─── MATERIAL FOR THIS TASK ───

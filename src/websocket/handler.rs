use std::sync::Arc;
use std::time::Duration;

use axum::{
    extract::{
        ws::{Message, WebSocket},
        Path, Query, State, WebSocketUpgrade,
    },
    http::StatusCode,
    response::{IntoResponse, Response},
};
use futures::{SinkExt, StreamExt};
use serde::Deserialize;
use tokio::sync::mpsc;
use tokio::time::timeout;

use crate::connection_manager::{ConnectionHandle, UserId};
use crate::metrics::{
    SessionMetrics, WS_CONNECTIONS_CLOSED, WS_CONNECTIONS_OPENED, WS_CONNECTION_DURATION,
};
use crate::server::AppState;

use super::message::{OutboundMessage, ServerMessage};
use super::session::{CloseReason, Session};

/// How long the writer may keep flushing queued replies after the session ends
const WRITER_DRAIN_TIMEOUT: Duration = Duration::from_secs(2);

const MAX_CLIENT_ID_LEN: usize = 128;

#[derive(Debug, Deserialize)]
pub struct WsQuery {
    pub user_id: Option<UserId>,
}

/// WebSocket upgrade handler for `/ws/{client_id}`
#[tracing::instrument(
    name = "ws.upgrade",
    skip(ws, state, query),
    fields(user_id = ?query.user_id)
)]
pub async fn ws_handler(
    ws: WebSocketUpgrade,
    State(state): State<AppState>,
    Path(client_id): Path<String>,
    Query(query): Query<WsQuery>,
) -> Response {
    if !is_valid_client_id(&client_id) {
        tracing::warn!(client_id = %client_id, "Rejected WebSocket upgrade with invalid client id");
        return (StatusCode::BAD_REQUEST, "Invalid client id").into_response();
    }

    tracing::info!(client_id = %client_id, "WebSocket upgrade requested");

    ws.on_upgrade(move |socket| handle_socket(socket, state, client_id, query.user_id))
}

/// Handle an established WebSocket connection
#[tracing::instrument(
    name = "ws.connection",
    skip(socket, state),
    fields(otel.kind = "server")
)]
async fn handle_socket(
    socket: WebSocket,
    state: AppState,
    group: String,
    user_id: Option<UserId>,
) {
    let ws_config = &state.settings.websocket;
    let connection_start = std::time::Instant::now();

    // Create channel for sending messages to this connection
    let (tx, mut rx) = mpsc::channel::<OutboundMessage>(ws_config.channel_buffer);
    let handle = Arc::new(ConnectionHandle::new(
        group,
        user_id,
        tx,
        ws_config.send_timeout(),
    ));
    let connection_id = handle.id;

    let (mut ws_sender, ws_receiver) = socket.split();

    let session = match Session::start(
        state.connection_manager.clone(),
        handle.clone(),
        ws_config.idle_timeout(),
        state.shutdown.subscribe(),
    ) {
        Ok(session) => session,
        Err(e) => {
            tracing::warn!(connection_id = %connection_id, error = %e, "Connection rejected");
            let error_msg = ServerMessage::error("CONNECTION_REJECTED", e.to_string());
            if let Ok(json) = serde_json::to_string(&error_msg) {
                let _ = ws_sender.send(Message::Text(json.into())).await;
            }
            let _ = ws_sender.close().await;
            return;
        }
    };

    WS_CONNECTIONS_OPENED.inc();
    tracing::info!(
        connection_id = %connection_id,
        group = %handle.group,
        user_id = ?handle.user_id,
        "WebSocket connection established"
    );

    // Task for writing queued messages to the socket
    let mut send_task = tokio::spawn(async move {
        while let Some(msg) = rx.recv().await {
            // Pre-serialized messages avoid the serialization cost here
            let text = match msg.to_json() {
                Ok(t) => t,
                Err(e) => {
                    tracing::error!(error = %e, "Failed to serialize message");
                    continue;
                }
            };

            if ws_sender.send(Message::Text(text.into())).await.is_err() {
                return;
            }
        }
        let _ = ws_sender.close().await;
    });

    let outcome = tokio::select! {
        reason = session.run(ws_receiver) => Some(reason),
        _ = &mut send_task => None,
    };

    // The writer ends once every sender for this connection is gone
    drop(handle);

    let reason = match outcome {
        Some(reason) => {
            if timeout(WRITER_DRAIN_TIMEOUT, &mut send_task).await.is_err() {
                tracing::debug!(connection_id = %connection_id, "Writer did not drain in time");
                send_task.abort();
            }
            reason
        }
        None => {
            tracing::debug!(connection_id = %connection_id, "Send task completed");
            CloseReason::TransportError
        }
    };

    WS_CONNECTIONS_CLOSED.inc();
    SessionMetrics::record_close(reason);
    let duration = connection_start.elapsed().as_secs_f64();
    WS_CONNECTION_DURATION.observe(duration);

    tracing::info!(
        connection_id = %connection_id,
        reason = reason.as_str(),
        duration_secs = duration,
        "WebSocket connection closed"
    );
}

/// Validate a caller-supplied client (group) id
pub fn is_valid_client_id(id: &str) -> bool {
    if id.is_empty() || id.len() > MAX_CLIENT_ID_LEN {
        return false;
    }

    // Only allow alphanumeric, dash, underscore, and dot
    id.chars()
        .all(|c| c.is_ascii_alphanumeric() || c == '-' || c == '_' || c == '.')
}
//! Integration tests for the per-connection session loop
//!
//! Sessions are driven with in-memory frame streams instead of real sockets.

use std::sync::Arc;
use std::time::Duration;

use axum::extract::ws::Message;
use futures::stream::{self, StreamExt};
use serde_json::Value;
use tokio::sync::{broadcast, mpsc};

use nexus_learn_backend::connection_manager::{ConnectionHandle, ConnectionManager};
use nexus_learn_backend::websocket::{CloseReason, OutboundMessage, Session, SessionState};

const IDLE: Duration = Duration::from_secs(5);

struct Harness {
    registry: Arc<ConnectionManager>,
    handle: Arc<ConnectionHandle>,
    outbound: mpsc::Receiver<OutboundMessage>,
    shutdown_tx: broadcast::Sender<()>,
    session: Session,
}

fn harness(user_id: Option<i64>, idle_timeout: Duration) -> Harness {
    let registry = Arc::new(ConnectionManager::new());
    let (tx, outbound) = mpsc::channel(16);
    let handle = Arc::new(ConnectionHandle::new(
        "tab-1",
        user_id,
        tx,
        Duration::from_millis(100),
    ));
    let (shutdown_tx, shutdown_rx) = broadcast::channel(1);
    let session = Session::start(registry.clone(), handle.clone(), idle_timeout, shutdown_rx)
        .expect("registration should succeed");

    Harness {
        registry,
        handle,
        outbound,
        shutdown_tx,
        session,
    }
}

fn frames(
    items: Vec<Message>,
) -> impl futures::Stream<Item = Result<Message, std::io::Error>> + Unpin {
    stream::iter(items.into_iter().map(Ok))
}

fn text(json: &str) -> Message {
    Message::Text(json.into())
}

fn next_json(rx: &mut mpsc::Receiver<OutboundMessage>) -> Value {
    let msg = rx.try_recv().expect("expected a queued reply");
    serde_json::from_str(&msg.to_json().unwrap()).unwrap()
}

// =============================================================================
// Request / reply
// =============================================================================

mod reply_tests {
    use super::*;

    #[tokio::test]
    async fn test_replies_preserve_request_order() {
        let Harness {
            registry,
            handle,
            mut outbound,
            session,
            ..
        } = harness(Some(1), IDLE);

        assert_eq!(session.state(), SessionState::Open);
        assert!(registry.contains(&handle));

        let reason = session
            .run(frames(vec![
                text(r#"{"type":"ping"}"#),
                text(r#"{"type":"chat","text":"hi"}"#),
                text(r#"{"type":"ping"}"#),
            ]))
            .await;

        assert_eq!(reason, CloseReason::StreamEnded);

        let first = next_json(&mut outbound);
        assert_eq!(first["type"], "pong");
        assert!(first["timestamp"].as_str().unwrap().ends_with('Z'));

        let second = next_json(&mut outbound);
        assert_eq!(second["type"], "echo");
        assert_eq!(second["data"]["type"], "chat");
        assert_eq!(second["data"]["text"], "hi");

        assert_eq!(next_json(&mut outbound)["type"], "pong");
        assert!(outbound.try_recv().is_err());

        // Session end always unregisters
        assert!(!registry.contains(&handle));
        assert!(registry.user_connection(1).is_none());
    }

    #[tokio::test]
    async fn test_message_without_type_is_echoed() {
        let Harness {
            mut outbound,
            session,
            ..
        } = harness(None, IDLE);

        session.run(frames(vec![text(r#"{"hello":"world"}"#)])).await;

        let reply = next_json(&mut outbound);
        assert_eq!(reply["type"], "echo");
        assert_eq!(reply["data"], serde_json::json!({"hello": "world"}));
    }

    #[tokio::test]
    async fn test_invalid_json_gets_error_and_connection_stays_open() {
        let Harness {
            mut outbound,
            session,
            ..
        } = harness(None, IDLE);

        let reason = session
            .run(frames(vec![
                text("not json"),
                text("[1, 2, 3]"),
                text(r#"{"type":"ping"}"#),
            ]))
            .await;

        assert_eq!(reason, CloseReason::StreamEnded);

        for _ in 0..2 {
            let error = next_json(&mut outbound);
            assert_eq!(error["type"], "error");
            assert_eq!(error["code"], "INVALID_MESSAGE");
        }
        assert_eq!(next_json(&mut outbound)["type"], "pong");
    }

    #[tokio::test]
    async fn test_binary_frame_is_rejected_with_error() {
        let Harness {
            mut outbound,
            session,
            ..
        } = harness(None, IDLE);

        session
            .run(frames(vec![Message::Binary(vec![1u8, 2, 3].into())]))
            .await;

        let reply = next_json(&mut outbound);
        assert_eq!(reply["type"], "error");
        assert_eq!(reply["code"], "UNSUPPORTED_FORMAT");
    }
}

// =============================================================================
// Termination
// =============================================================================

mod termination_tests {
    use super::*;

    #[tokio::test]
    async fn test_close_frame_ends_session() {
        let Harness {
            registry,
            handle,
            mut outbound,
            session,
            ..
        } = harness(Some(3), IDLE);

        let reason = session
            .run(frames(vec![Message::Close(None), text(r#"{"type":"ping"}"#)]))
            .await;

        assert_eq!(reason, CloseReason::ClientClosed);
        assert!(outbound.try_recv().is_err());
        assert!(!registry.contains(&handle));
    }

    #[tokio::test]
    async fn test_reply_failure_ends_session() {
        let Harness {
            registry,
            handle,
            outbound,
            session,
            ..
        } = harness(Some(4), IDLE);
        drop(outbound);

        let reason = session.run(frames(vec![text(r#"{"type":"ping"}"#)])).await;

        assert_eq!(reason, CloseReason::ReplyFailed);
        assert!(!registry.contains(&handle));
    }

    #[tokio::test]
    async fn test_transport_error_ends_session() {
        let Harness {
            registry,
            handle,
            session,
            ..
        } = harness(None, IDLE);

        let inbound = stream::iter(vec![Err::<Message, _>(std::io::Error::other("reset"))]);
        let reason = session.run(inbound).await;

        assert_eq!(reason, CloseReason::TransportError);
        assert!(!registry.contains(&handle));
    }

    #[tokio::test]
    async fn test_idle_connection_times_out() {
        let Harness {
            registry,
            handle,
            session,
            ..
        } = harness(None, Duration::from_millis(50));

        let inbound = stream::pending::<Result<Message, std::io::Error>>();
        let reason = tokio::time::timeout(Duration::from_secs(2), session.run(inbound))
            .await
            .expect("session should end on its own");

        assert_eq!(reason, CloseReason::IdleTimeout);
        assert!(!registry.contains(&handle));
    }

    #[tokio::test]
    async fn test_shutdown_signal_ends_session() {
        let Harness {
            registry,
            handle,
            shutdown_tx,
            session,
            ..
        } = harness(Some(8), IDLE);

        let inbound = stream::pending::<Result<Message, std::io::Error>>();
        let run = tokio::spawn(session.run(inbound));

        tokio::time::sleep(Duration::from_millis(20)).await;
        shutdown_tx.send(()).unwrap();

        let reason = tokio::time::timeout(Duration::from_secs(2), run)
            .await
            .expect("session should stop")
            .unwrap();

        assert_eq!(reason, CloseReason::Shutdown);
        assert!(!registry.contains(&handle));
        assert!(registry.user_connection(8).is_none());
    }

    #[tokio::test]
    async fn test_dropped_shutdown_sender_does_not_end_session() {
        let Harness {
            shutdown_tx,
            session,
            outbound: _outbound,
            ..
        } = harness(None, IDLE);
        drop(shutdown_tx);

        let inbound = stream::iter(vec![Ok::<_, std::io::Error>(text(r#"{"type":"ping"}"#))])
            .chain(stream::pending());
        let result = tokio::time::timeout(Duration::from_millis(100), session.run(inbound)).await;

        assert!(result.is_err(), "session should keep waiting for frames");
    }
}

───

WORK REQUEST —
Check all the records above and select each line where the string "ConnectionManager" is found.

EXERCISE RESULT —
use nexus_learn_backend::connection_manager::{ConnectionHandle, ConnectionManager};
    registry: Arc<ConnectionManager>,
    let registry = Arc::new(ConnectionManager::new());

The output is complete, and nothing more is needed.